The maid in my mother's house allows her husband to have an affair with her own sister because she cannot afford for him to leave. She earns the bread. She "wears the pants". She takes care of their three girls. She sleeps outside in the verandah come winter or rain, while her husband sleeps inside their room with her sister.
You might turn up your nose and say, "these stories of the lower classes". Which is what many of the people are actually saying post The Day That Changed India.
But hear me out. I will not talk about rape today.
I know at least two families in my upper middle class, urbane, educated, metro-living world who have got their sons married off to women from lower income families. "We don't want our daughters-in-law to wear jeans, or to work in an office, or to have a brain." Okay, I added that last one, but that's what they're thinking. "We want a simple girl," goes the explanation, "who can adapt to our joint family and not create any ripples."

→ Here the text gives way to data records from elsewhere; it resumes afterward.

#[derive(Debug, Default, Clone, Copy, PartialEq, Eq)]
pub struct CapQueueMetricsSnapshot {
    pub insert_calls: u64,
    pub insert_new: u64,
    pub insert_updates: u64,
    pub insert_rejected: u64, // inserts dropped by a zero-capacity queue
    pub evicted_entries: u64,

    pub delete_calls: u64,
    pub delete_found: u64,

    pub value_calls: u64,
    pub value_hits: u64,

    pub max_calls: u64,
    pub max_empty: u64,
    pub oldest_calls: u64,
    pub oldest_empty: u64,

    pub clears: u64,

    // gauges captured at snapshot time
    pub len: usize,
    pub capacity: usize,
}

And that is the crux, right there. We don't want any ripples, do we? Ripples disrupt the flow of society. We can't have too many people asking questions, and wanting insane things like equality and respect.
An engineer I know who used to work at a popular news channel hits his wife. She can only bear him daughters, it seems. When he hits her, his mother looks away.

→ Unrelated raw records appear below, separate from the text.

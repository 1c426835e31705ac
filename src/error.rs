//! Error types for the capqueue library.
//!
//! ## Key Components
//!
//! - [`CapQueueError`]: Returned by queries that need at least one entry
//!   (`max`, `oldest`) and by the internal heap/list components.
//! - [`ConfigError`]: Returned when construction parameters are invalid
//!   (e.g. zero capacity passed to `try_new`).
//! - [`InvariantError`]: Returned by `check_invariants` when the internal
//!   views of the queue have diverged.
//!
//! ## Example Usage
//!
//! ```
//! use capqueue::error::{CapQueueError, ConfigError};
//! use capqueue::CapQueue;
//!
//! let queue: CapQueue<String, i64> = CapQueue::new(4);
//! assert_eq!(queue.max(), Err(CapQueueError::EmptyQueue));
//!
//! let bad: Result<CapQueue<String, i64>, ConfigError> = CapQueue::try_new(0);
//! assert!(bad.is_err());
//! ```

use thiserror::Error;

// ---------------------------------------------------------------------------
// CapQueueError
// ---------------------------------------------------------------------------

/// Failure of an operation that requires a non-empty structure or free room.
///
/// Absent keys are never reported through this type: `delete` and `value`
/// answer with `false` and the zero value instead.
#[derive(Error, Debug, Clone, Copy, PartialEq, Eq)]
pub enum CapQueueError {
    /// `max` or `oldest` was called on an empty queue.
    #[error("empty queue")]
    EmptyQueue,
    /// The priority index holds no entries.
    #[error("empty priority index")]
    EmptyIndex,
    /// The recency list holds no entries.
    #[error("empty recency list")]
    EmptyList,
    /// A push was attempted on a priority index that is already full.
    #[error("insufficient capacity: index already holds {capacity} entries")]
    CapacityExceeded { capacity: usize },
}

// ---------------------------------------------------------------------------
// InvariantError
// ---------------------------------------------------------------------------

/// Error returned when internal queue invariants are violated.
///
/// Produced by [`CapQueue::check_invariants`](crate::CapQueue::check_invariants).
/// Carries a human-readable description of which invariant failed.
#[derive(Error, Debug, Clone, PartialEq, Eq)]
#[error("{0}")]
pub struct InvariantError(String);

impl InvariantError {
    /// Creates a new `InvariantError` with the given description.
    #[inline]
    pub fn new(msg: impl Into<String>) -> Self {
        Self(msg.into())
    }

    /// Returns the error description.
    #[inline]
    pub fn message(&self) -> &str {
        &self.0
    }
}

// ---------------------------------------------------------------------------
// ConfigError
// ---------------------------------------------------------------------------

/// Error returned when queue configuration parameters are invalid.
///
/// # Example
///
/// ```
/// use capqueue::CapQueue;
///
/// let err = CapQueue::<String, i64>::try_new(0).unwrap_err();
/// assert!(err.to_string().contains("capacity"));
/// ```
#[derive(Error, Debug, Clone, PartialEq, Eq)]
#[error("{0}")]
pub struct ConfigError(String);

impl ConfigError {
    /// Creates a new `ConfigError` with the given description.
    #[inline]
    pub fn new(msg: impl Into<String>) -> Self {
        Self(msg.into())
    }

    /// Returns the error description.
    #[inline]
    pub fn message(&self) -> &str {
        &self.0
    }
}

// ---------------------------------------------------------------------------
// Tests
// ---------------------------------------------------------------------------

Women themselves are the greatest upholders of patriarchy.
It's a boarding school mentality. "We will do to you what was done to us."
Tonnes of men that I know look around "for some fun" as soon as their wives/girlfriends are out of town.

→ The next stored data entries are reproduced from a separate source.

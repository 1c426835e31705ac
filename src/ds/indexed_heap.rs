//! Binary max-heap over arena handles with position tracking.
//!
//! The heap stores [`SlotId`]s only. Priorities live in the arena entries, and
//! every entry records its own index in the heap's backing vector, so callers
//! holding a slot can `fix` or `remove_at` it without searching.
//!
//! ## Architecture
//!
//! ```text
//!   order: Vec<SlotId>                 arena: SlotArena<T: HeapEntry>
//!   ┌─────┬─────┬─────┬─────┐          ┌────────┬──────────┬──────────┐
//!   │ s2  │ s0  │ s3  │ s1  │          │ SlotId │ priority │ heap_pos │
//!   └─────┴─────┴─────┴─────┘          ├────────┼──────────┼──────────┤
//!      0     1     2     3             │ s0     │    7     │    1     │
//!                                      │ s1     │    2     │    3     │
//!            (s2: 9)                   │ s2     │    9     │    0     │
//!           /       \                  │ s3     │    4     │    2     │
//!       (s0: 7)   (s3: 4)              └────────┴──────────┴──────────┘
//!       /
//!   (s1: 2)
//! ```
//!
//! ## Operations
//!
//! | Operation   | Description                                  | Complexity |
//! |-------------|----------------------------------------------|------------|
//! | `push`      | Append and sift up                           | O(log n)   |
//! | `fix`       | Restore order after a priority change        | O(log n)   |
//! | `remove_at` | Swap with last, pop, fix the hole            | O(log n)   |
//! | `peek_max`  | Root handle                                  | O(1)       |
//!
//! Ties between equal priorities are resolved by swap mechanics and are not
//! stable.
use crate::ds::slot_arena::{SlotArena, SlotId};
use crate::error::{CapQueueError, InvariantError};

/// An arena entry that can sit in an [`IndexedMaxHeap`].
pub trait HeapEntry {
    type Priority: Ord;

    fn priority(&self) -> &Self::Priority;

    /// Index of this entry in the heap's backing vector.
    fn heap_position(&self) -> usize;

    fn set_heap_position(&mut self, pos: usize);
}

/// Fixed-capacity max-heap of [`SlotId`]s ordered by the entries' priorities.
#[derive(Debug)]
pub struct IndexedMaxHeap {
    order: Vec<SlotId>,
    capacity: usize,
}

impl IndexedMaxHeap {
    /// Creates an empty heap whose backing vector holds at most `capacity` handles.
    pub fn with_capacity(capacity: usize) -> Self {
        Self {
            order: Vec::with_capacity(capacity),
            capacity,
        }
    }

    pub fn len(&self) -> usize {
        self.order.len()
    }

    pub fn is_empty(&self) -> bool {
        self.order.is_empty()
    }

    pub fn capacity(&self) -> usize {
        self.capacity
    }

    /// Returns the handle at `pos`, if any.
    pub fn get(&self, pos: usize) -> Option<SlotId> {
        self.order.get(pos).copied()
    }

    /// Returns the handle with the highest priority.
    pub fn peek_max(&self) -> Result<SlotId, CapQueueError> {
        self.order.first().copied().ok_or(CapQueueError::EmptyIndex)
    }

    /// Inserts `id`, failing if the heap already holds `capacity` handles.
    pub fn push<T: HeapEntry>(
        &mut self,
        arena: &mut SlotArena<T>,
        id: SlotId,
    ) -> Result<(), CapQueueError> {
        if self.order.len() >= self.capacity {
            return Err(CapQueueError::CapacityExceeded {
                capacity: self.capacity,
            });
        }
        let pos = self.order.len();
        self.order.push(id);
        arena[id].set_heap_position(pos);
        self.sift_up(arena, pos);
        Ok(())
    }

    /// Re-establishes heap order after the priority at `pos` changed.
    pub fn fix<T: HeapEntry>(&mut self, arena: &mut SlotArena<T>, pos: usize) {
        if pos >= self.order.len() {
            return;
        }
        if !self.sift_down(arena, pos) {
            self.sift_up(arena, pos);
        }
    }

    /// Removes and returns the handle at `pos`.
    pub fn remove_at<T: HeapEntry>(
        &mut self,
        arena: &mut SlotArena<T>,
        pos: usize,
    ) -> Option<SlotId> {
        let last = self.order.len().checked_sub(1)?;
        if pos > last {
            return None;
        }
        if pos != last {
            self.swap(arena, pos, last);
        }
        let id = self.order.pop()?;
        if pos != last {
            self.fix(arena, pos);
        }
        Some(id)
    }

    pub fn clear(&mut self) {
        self.order.clear();
    }

    /// Handles in backing-vector order.
    pub fn iter(&self) -> impl Iterator<Item = SlotId> + '_ {
        self.order.iter().copied()
    }

    /// Checks the max-heap property and every recorded position.
    pub fn validate<T: HeapEntry>(&self, arena: &SlotArena<T>) -> Result<(), InvariantError> {
        for (pos, &id) in self.order.iter().enumerate() {
            let entry = arena
                .get(id)
                .ok_or_else(|| InvariantError::new(format!("heap slot {pos}: stale {id:?}")))?;
            if entry.heap_position() != pos {
                return Err(InvariantError::new(format!(
                    "heap slot {pos}: entry records position {}",
                    entry.heap_position()
                )));
            }
            if pos > 0 {
                let parent = &arena[self.order[(pos - 1) / 2]];
                if parent.priority() < entry.priority() {
                    return Err(InvariantError::new(format!(
                        "heap slot {pos}: outranks its parent"
                    )));
                }
            }
        }
        Ok(())
    }

    fn outranks<T: HeapEntry>(&self, arena: &SlotArena<T>, i: usize, j: usize) -> bool {
        arena[self.order[i]].priority() > arena[self.order[j]].priority()
    }

    fn swap<T: HeapEntry>(&mut self, arena: &mut SlotArena<T>, i: usize, j: usize) {
        self.order.swap(i, j);
        arena[self.order[i]].set_heap_position(i);
        arena[self.order[j]].set_heap_position(j);
    }

    fn sift_up<T: HeapEntry>(&mut self, arena: &mut SlotArena<T>, mut pos: usize) {
        while pos > 0 {
            let parent = (pos - 1) / 2;
            if !self.outranks(arena, pos, parent) {
                break;
            }
            self.swap(arena, pos, parent);
            pos = parent;
        }
    }

    /// Returns `true` if the entry at `start` moved.
    fn sift_down<T: HeapEntry>(&mut self, arena: &mut SlotArena<T>, start: usize) -> bool {
        let len = self.order.len();
        let mut pos = start;
        loop {
            let left = 2 * pos + 1;
            if left >= len {
                break;
            }
            let right = left + 1;
            let child = if right < len && self.outranks(arena, right, left) {
                right
            } else {
                left
            };
            if !self.outranks(arena, child, pos) {
                break;
            }
            self.swap(arena, pos, child);
            pos = child;
        }
        pos > start
    }
}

A single unattached drunk man who has sex with a single unattached drunk woman goes home and tells all his friends about it. In subsequent retelling of the story the woman is referred to as a slut.
I'm not talking about rape today. I'm talking about respect. And whether we know what it really means to respect a woman.
It's a tough job. And the way we have have been conditioned through generations, it'll have to be a learned response. We have been taught a whole language when the very alphabets used to write that book are out of date.
The pessimist in me is afraid that the year 2013 might not be the year of respect. Or even fully understanding what it means. But can it just be a year of Introspection? I hope so.
Nitika Mansingh is a writer and communications consultant based in Singapore.
>> "Women themselves are the greatest upholders of patriarchy.
<< That's exactly where the problem lies in Indian society, and they need to break free from such stereotypical portrayal of women and mode of thinking, but not in a feminazi way,
(1) Ms Mansingh has really said the bitter truth in her essay. In our tradition bound society we have still not found a positive role for the career oriented woman. Many a problem arise even in families when the daughter or daughter-in law decides to break way from age old traditions
(2)As regards rape and molestation cases, we discuss, discuss more and then forget till the next rape incident happens. We do not give respect to women. As a society, we have failed to create an atmosphere of complete safety for women and this is particularly true in metros like Delhi, with huge mobile population.
(3) Our police officers are not seen as woman friendly. This must change. We need to urgently revamp the police administration.
(4)Yes, we want justice done and ensure that enough care is taken to protect privacy of the victim. But there are no quick solutions and solutions like a death sentence for the culprits cannot solve the basic issue.